Google thinks quantum computing is going to solve some of our biggest computing problems. So it’s bought a quantum computer.
The $15 million computer, created by D-Wave Systems, marks a major first for Google, which is teaming up with NASA to explore how quantum computing will change the the company processes all the information it collects.
Quantum computing, which sounds like something out of science fiction, uses quantum mechanics to operate on data. I’ll spare you the specifics, but essentially the technology allows computers to not only work faster, but also do so with lots more information. (In theory, anyway; researchers are still validating the claims.)

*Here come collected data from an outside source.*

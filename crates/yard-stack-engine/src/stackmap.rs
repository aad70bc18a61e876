// Copyright (c) 2025 Felix Kahle.
//
// Permission is hereby granted, free of charge, to any person obtaining
// a copy of this software and associated documentation files (the
// "Software"), to deal in the Software without restriction, including
// without limitation the rights to use, copy, modify, merge, publish,
// distribute, sublicense, and/or sell copies of the Software, and to
// permit persons to whom the Software is furnished to do so, subject to
// the following conditions:
//
// The above copyright notice and this permission notice shall be
// included in all copies or substantial portions of the Software.
//
// THE SOFTWARE IS PROVIDED "AS IS", WITHOUT WARRANTY OF ANY KIND,
// EXPRESS OR IMPLIED, INCLUDING BUT NOT LIMITED TO THE WARRANTIES OF
// MERCHANTABILITY, FITNESS FOR A PARTICULAR PURPOSE AND
// NONINFRINGEMENT. IN NO EVENT SHALL THE AUTHORS OR COPYRIGHT HOLDERS BE
// LIABLE FOR ANY CLAIM, DAMAGES OR OTHER LIABILITY, WHETHER IN AN ACTION
// OF CONTRACT, TORT OR OTHERWISE, ARISING FROM, OUT OF OR IN CONNECTION
// WITH THE SOFTWARE OR THE USE OR OTHER DEALINGS IN THE SOFTWARE.

use crate::{
    placement::{Placement, PlacementStatus},
    store::OccupancyStore,
};
use serde::{Deserialize, Serialize};
use yard_stack_core::prelude::*;
use yard_stack_model::prelude::*;

/// Tier counters of a slot, block, yard or the whole map.
#[derive(Debug, Clone, Copy, PartialEq, Eq, Hash, Default, Serialize, Deserialize)]
pub struct OccupancyCounts {
    occupied: usize,
    held: usize,
    free: usize,
}

impl OccupancyCounts {
    #[inline]
    pub fn occupied(&self) -> usize {
        self.occupied
    }

    #[inline]
    pub fn held(&self) -> usize {
        self.held
    }

    #[inline]
    pub fn free(&self) -> usize {
        self.free
    }

    #[inline]
    pub fn total(&self) -> usize {
        self.occupied + self.held + self.free
    }

    fn record(&mut self, status: PlacementStatus) {
        match status {
            PlacementStatus::Empty => self.free += 1,
            PlacementStatus::Held => self.held += 1,
            PlacementStatus::Occupied => self.occupied += 1,
        }
    }
}

impl std::ops::Add for OccupancyCounts {
    type Output = OccupancyCounts;

    fn add(self, rhs: Self) -> Self::Output {
        OccupancyCounts {
            occupied: self.occupied + rhs.occupied,
            held: self.held + rhs.held,
            free: self.free + rhs.free,
        }
    }
}

impl std::iter::Sum for OccupancyCounts {
    fn sum<I: Iterator<Item = Self>>(iter: I) -> Self {
        iter.fold(OccupancyCounts::default(), |a, b| a + b)
    }
}

#[derive(Debug, Clone, PartialEq, Eq, Serialize, Deserialize)]
pub struct SlotView {
    slot: SlotId,
    code: String,
    row_label: String,
    row_index: u32,
    col_index: u32,
    size: ContainerSize,
    reefer: bool,
    placements: Vec<Placement>,
    counts: OccupancyCounts,
}

impl SlotView {
    fn new(slot: &Slot, placements: Vec<Placement>) -> Self {
        let mut counts = OccupancyCounts::default();
        for p in &placements {
            counts.record(p.status());
        }
        Self {
            slot: slot.id(),
            code: slot.code().to_owned(),
            row_label: slot.row_label().to_owned(),
            row_index: slot.row_index(),
            col_index: slot.col_index(),
            size: slot.size(),
            reefer: slot.reefer(),
            placements,
            counts,
        }
    }

    #[inline]
    pub fn slot(&self) -> SlotId {
        self.slot
    }

    #[inline]
    pub fn code(&self) -> &str {
        &self.code
    }

    #[inline]
    pub fn row_label(&self) -> &str {
        &self.row_label
    }

    #[inline]
    pub fn row_index(&self) -> u32 {
        self.row_index
    }

    #[inline]
    pub fn col_index(&self) -> u32 {
        self.col_index
    }

    #[inline]
    pub fn size(&self) -> ContainerSize {
        self.size
    }

    #[inline]
    pub fn reefer(&self) -> bool {
        self.reefer
    }

    /// Bottom tier first.
    #[inline]
    pub fn placements(&self) -> &[Placement] {
        &self.placements
    }

    #[inline]
    pub fn counts(&self) -> OccupancyCounts {
        self.counts
    }
}

#[derive(Debug, Clone, PartialEq, Eq, Serialize, Deserialize)]
pub struct BlockView {
    block: BlockId,
    code: String,
    slots: Vec<SlotView>,
    counts: OccupancyCounts,
}

impl BlockView {
    #[inline]
    pub fn block(&self) -> BlockId {
        self.block
    }

    #[inline]
    pub fn code(&self) -> &str {
        &self.code
    }

    #[inline]
    pub fn slots(&self) -> &[SlotView] {
        &self.slots
    }

    #[inline]
    pub fn counts(&self) -> OccupancyCounts {
        self.counts
    }
}

#[derive(Debug, Clone, PartialEq, Eq, Serialize, Deserialize)]
pub struct YardView {
    yard: YardId,
    name: String,
    blocks: Vec<BlockView>,
    counts: OccupancyCounts,
}

impl YardView {
    #[inline]
    pub fn yard(&self) -> YardId {
        self.yard
    }

    #[inline]
    pub fn name(&self) -> &str {
        &self.name
    }

    #[inline]
    pub fn blocks(&self) -> &[BlockView] {
        &self.blocks
    }

    #[inline]
    pub fn counts(&self) -> OccupancyCounts {
        self.counts
    }
}

/// Dashboard view of the whole yard: yards, their blocks, their slots and
/// the placements of every tier.
///
/// Each slot is copied under its own lock, so the map is consistent per slot
/// but not across slots.
#[derive(Debug, Clone, PartialEq, Eq, Serialize, Deserialize)]
pub struct StackMap {
    taken_at: Timestamp,
    yards: Vec<YardView>,
    counts: OccupancyCounts,
}

impl StackMap {
    pub fn project<S: OccupancyStore + ?Sized>(store: &S, taken_at: Timestamp) -> Self {
        let layout = store.layout();
        let yards: Vec<YardView> = layout
            .yards()
            .map(|yard| {
                let blocks: Vec<BlockView> = layout
                    .blocks_of(yard.id())
                    .map(|block| project_block(store, layout, block))
                    .collect();
                YardView {
                    yard: yard.id(),
                    name: yard.name().to_owned(),
                    counts: blocks.iter().map(BlockView::counts).sum(),
                    blocks,
                }
            })
            .collect();
        Self {
            taken_at,
            counts: yards.iter().map(YardView::counts).sum(),
            yards,
        }
    }

    #[inline]
    pub fn taken_at(&self) -> Timestamp {
        self.taken_at
    }

    #[inline]
    pub fn yards(&self) -> &[YardView] {
        &self.yards
    }

    #[inline]
    pub fn counts(&self) -> OccupancyCounts {
        self.counts
    }

    pub fn slot(&self, slot: SlotId) -> Option<&SlotView> {
        self.yards
            .iter()
            .flat_map(|y| &y.blocks)
            .flat_map(|b| &b.slots)
            .find(|s| s.slot == slot)
    }
}

fn project_block<S: OccupancyStore + ?Sized>(store: &S, layout: &YardLayout, block: &Block) -> BlockView {
    let slots: Vec<SlotView> = layout
        .slots_of(block.id())
        .filter_map(|slot| {
            let placements = store.list_by_slot(slot.id()).ok()?;
            Some(SlotView::new(slot, placements))
        })
        .collect();
    BlockView {
        block: block.id(),
        code: block.code().to_owned(),
        counts: slots.iter().map(SlotView::counts).sum(),
        slots,
    }
}

#[cfg(test)]
mod tests {
    use super::*;
    use crate::{
        lifecycle::{HoldRequest, PlacementController},
        store::InMemoryStore,
    };

    fn store() -> InMemoryStore {
        let mut b = YardLayoutBuilder::new();
        b.add_yard(Yard::new(YardId::new(1), "North")).unwrap();
        b.add_yard(Yard::new(YardId::new(2), "South")).unwrap();
        b.add_block(Block::new(BlockId::new(1), "A", YardId::new(1)))
            .unwrap();
        b.add_block(Block::new(BlockId::new(2), "B", YardId::new(2)))
            .unwrap();
        b.add_slot(Slot::new(SlotId::new(1), "01", BlockId::new(1), "A", 0, 0, TierCapacity::new(3).unwrap()))
            .unwrap();
        b.add_slot(Slot::new(SlotId::new(2), "02", BlockId::new(1), "A", 0, 1, TierCapacity::new(2).unwrap()))
            .unwrap();
        b.add_slot(Slot::new(SlotId::new(3), "01", BlockId::new(2), "A", 0, 0, TierCapacity::new(1).unwrap()))
            .unwrap();
        InMemoryStore::new(b.build())
    }

    #[test]
    fn test_counts_roll_up() {
        let s = store();
        let k = ManualClock::default();
        let ctl = PlacementController::new(&s, &k);
        ctl.assign(ContainerNo::parse("C1").unwrap(), SlotId::new(1))
            .unwrap();
        ctl.hold(SlotId::new(1), HoldRequest::auto()).unwrap();
        ctl.hold(SlotId::new(3), HoldRequest::auto()).unwrap();

        let map = StackMap::project(&s, Timestamp::from_millis(5));
        assert_eq!(map.taken_at(), Timestamp::from_millis(5));
        assert_eq!(map.counts().occupied(), 1);
        assert_eq!(map.counts().held(), 2);
        assert_eq!(map.counts().free(), 3);
        assert_eq!(map.counts().total(), 6);

        assert_eq!(map.yards().len(), 2);
        let north = &map.yards()[0];
        assert_eq!(north.name(), "North");
        assert_eq!(north.counts().total(), 5);
        assert_eq!(north.blocks()[0].slots().len(), 2);

        let s1 = map.slot(SlotId::new(1)).unwrap();
        assert_eq!(s1.placements().len(), 3);
        assert_eq!(s1.placements()[0].status(), PlacementStatus::Occupied);
        assert_eq!(s1.placements()[1].status(), PlacementStatus::Held);
        assert_eq!(s1.counts().free(), 1);
        assert!(map.slot(SlotId::new(9)).is_none());
    }

    #[test]
    fn test_serializes_to_json() {
        let s = store();
        let map = StackMap::project(&s, Timestamp::default());
        let json = serde_json::to_value(&map).unwrap();
        assert_eq!(json["counts"]["free"], 6);
        assert_eq!(json["yards"][1]["blocks"][0]["code"], "B");
        assert_eq!(
            json["yards"][0]["blocks"][0]["slots"][0]["placements"][0]["status"],
            "EMPTY"
        );
        let back: StackMap = serde_json::from_value(json).unwrap();
        assert_eq!(back, map);
    }
}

The concept can be applied to a variety of ideas, but Google plans to focus its efforts on machine learning, which is a study of how computers learn from data. This, in turn, means better results for features like personalized search and real-time traffic monitoring, both of which rely on lots of data from many sources at once.
Google engineering director Hartmut Neven doesn’t understate what he thinks the project will do for computing. “We actually think quantum machine learning may provide the most creative problem-solving process under the known laws of physics,” he writes in a post on the Google Research Blog.
And Google’s not alone. Lockheed Martin (which bought a D-Wave Quantum computer in 2011), IBM, Microsoft, and BlackBerry creator Mike Lazaridis are all exploring the potential uses for quantum computing.
Also joining in is the Institute for Quantum Computing (IQC) in Waterloo, Ontario, which is the second-largest quantum computing center in the world. “The holy grail is a general purpose quantum computer. That will be many many orders of magnitude more powerful than all the computers in the world today,” IQC executive-in-residence Rob Crow told VentureBeat.